When it used spreadsheets, @Home had to send compensation reports via diskettes or e-mail to geographically dispersed managers, making it difficult to maintain a consistent report format, Ketzel said. He added that using a Web-based application will make it easier for managers to make salary or stock recommendations.
By receiving data feeds from Pleasanton, California-based PeopleSoft Inc.'s human resources application and the company's stock administration database, TotalComp Manager allows managers to determine which stock options have been granted and at what price and to ascertain what portion has been vested.
The software also graphically depicts how a pay increase would affect a manager's budget and compare, say, an engineer's salary with those of his peers within the company or elsewhere within the industry, said Ketzel.
In the past, companies offering stock options have typically made them available to executives who could afford the services of a tax or financial adviser, said Jerry Inglert, vice president of human resources at E.spire Communications Inc., an information technology services firm in Herndon, Virginia, that offers stock options to every employee. As more companies distribute options to employees universally, managers are being left with the task of explaining to employees when their options are vested and what the tax implications are, said Inglert.

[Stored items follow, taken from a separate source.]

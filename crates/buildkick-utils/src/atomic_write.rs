//! Atomic file writes for debug artifacts
//!
//! Content is written to a temporary file in the target directory, fsynced,
//! then renamed over the target, so a crash never leaves a half-written
//! artifact behind.

use anyhow::{Context, Result};
use camino::Utf8Path;
use std::fs;
use std::io::Write;
use std::path::Path;
use tempfile::NamedTempFile;

#[cfg(target_os = "windows")]
use std::{thread, time::Duration};

/// Atomically write content to a file using temp file + fsync + rename.
///
/// Line endings are normalized to LF and missing parent directories are created.
pub fn write_file_atomic(path: &Utf8Path, content: &str) -> Result<()> {
    let normalized_content = normalize_line_endings(content);

    if let Some(parent) = path.parent()
        && !parent.as_str().is_empty()
    {
        fs::create_dir_all(parent)
            .with_context(|| format!("Failed to create parent directory: {parent}"))?;
    }

    let temp_dir = match path.parent() {
        Some(parent) if !parent.as_str().is_empty() => parent,
        _ => Utf8Path::new("."),
    };
    let mut temp_file = NamedTempFile::new_in(temp_dir)
        .with_context(|| format!("Failed to create temporary file in: {temp_dir}"))?;

    temp_file
        .write_all(normalized_content.as_bytes())
        .with_context(|| "Failed to write content to temporary file")?;

    temp_file
        .as_file()
        .sync_all()
        .with_context(|| "Failed to fsync temporary file")?;

    atomic_rename(temp_file, path.as_std_path())
        .with_context(|| format!("Failed to atomically write file: {path}"))
}

fn normalize_line_endings(content: &str) -> String {
    content.replace("\r\n", "\n").replace('\r', "\n")
}

/// Rename, retrying briefly while the target is locked.
#[cfg(target_os = "windows")]
fn atomic_rename(mut temp_file: NamedTempFile, target: &Path) -> Result<()> {
    const MAX_RETRIES: u32 = 5;
    const INITIAL_DELAY_MS: u64 = 10;

    let mut retry_count = 0;
    loop {
        match temp_file.persist(target) {
            Ok(_) => return Ok(()),
            Err(persist_error) => {
                if retry_count >= MAX_RETRIES
                    || persist_error.error.kind() != std::io::ErrorKind::PermissionDenied
                {
                    return Err(anyhow::anyhow!(persist_error.error));
                }
                thread::sleep(Duration::from_millis(INITIAL_DELAY_MS * 2_u64.pow(retry_count)));
                retry_count += 1;
                temp_file = persist_error.file;
            }
        }
    }
}

#[cfg(not(target_os = "windows"))]
fn atomic_rename(temp_file: NamedTempFile, target: &Path) -> Result<()> {
    temp_file
        .persist(target)
        .map(|_| ())
        .map_err(|e| anyhow::anyhow!(e.error))
}

#[cfg(test)]
mod tests {
    use super::*;
    use camino::Utf8PathBuf;

    #[test]
    fn test_writes_and_creates_parent() {
        let dir = tempfile::tempdir().unwrap();
        let path = Utf8PathBuf::from_path_buf(dir.path().join("nested").join("a.json")).unwrap();

        write_file_atomic(&path, "{\r\n  \"a\": 1\r\n}").unwrap();

        assert_eq!(fs::read_to_string(&path).unwrap(), "{\n  \"a\": 1\n}");
    }

    #[test]
    fn test_overwrites_existing_file() {
        let dir = tempfile::tempdir().unwrap();
        let path = Utf8PathBuf::from_path_buf(dir.path().join("b.txt")).unwrap();

        write_file_atomic(&path, "first").unwrap();
        write_file_atomic(&path, "second").unwrap();

        assert_eq!(fs::read_to_string(&path).unwrap(), "second");
    }
}
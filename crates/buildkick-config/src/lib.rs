//! Run configuration for buildkick
//!
//! Settings come from the process environment first, then from the CI agent's
//! build and configuration properties files. Command-line flags override the
//! boolean switches.

pub mod env;
pub mod properties;
mod run_config;
pub mod sources;

pub use env::{EnvSource, MapEnv, ProcessEnv, vars};
pub use properties::{Properties, load_properties, parse_properties};
pub use run_config::{
    CliOverrides, Credentials, DEFAULT_DEBUG_DIR, DEFAULT_POLL_INTERVAL, RunConfig,
    normalize_server,
};
pub use sources::{
    BuildPropertiesSource, ConfigPropertiesSource, EnvironmentSource, Resolved, ResolverChain,
    Setting, SettingSource,
};
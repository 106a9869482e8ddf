//! Run policy evaluation for buildkick
//!
//! Decides, without touching the network, which discovered configurations
//! are skipped and which of their steps are switched off for the run.

mod evaluate;
mod policy;
mod types;

pub use evaluate::evaluate;
pub use policy::RunPolicy;
pub use types::{Exclusion, PolicyOutcome, PolicyWarning};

E.spire will be a beta-test site for OptionWealth, an application from Rockville, Maryland-based OptionWealth Inc. The application will save managers time by answering basic questions about the company's stock option plan, Inglert said.
According to the American Compensation Association in Scottsdale, Arizona, 47 percent of employers offered stock programs to salaried employees last year, compared with 39 percent in 1998.
In addition to salary and stock options, companies are offering such incentives as bonuses, performance-based merit awards and extra vacation time.
"Having been a manager of upwards of 50 people, I know it's difficult to model compensation," said John Hagerty, a vice president at Boston-based AMR Research Inc.
Most companies manage between 50 and 70 compensation plans, but some manage hundreds of plans, said Katherine Jones, a research director at Boston-based Aberdeen Group Inc.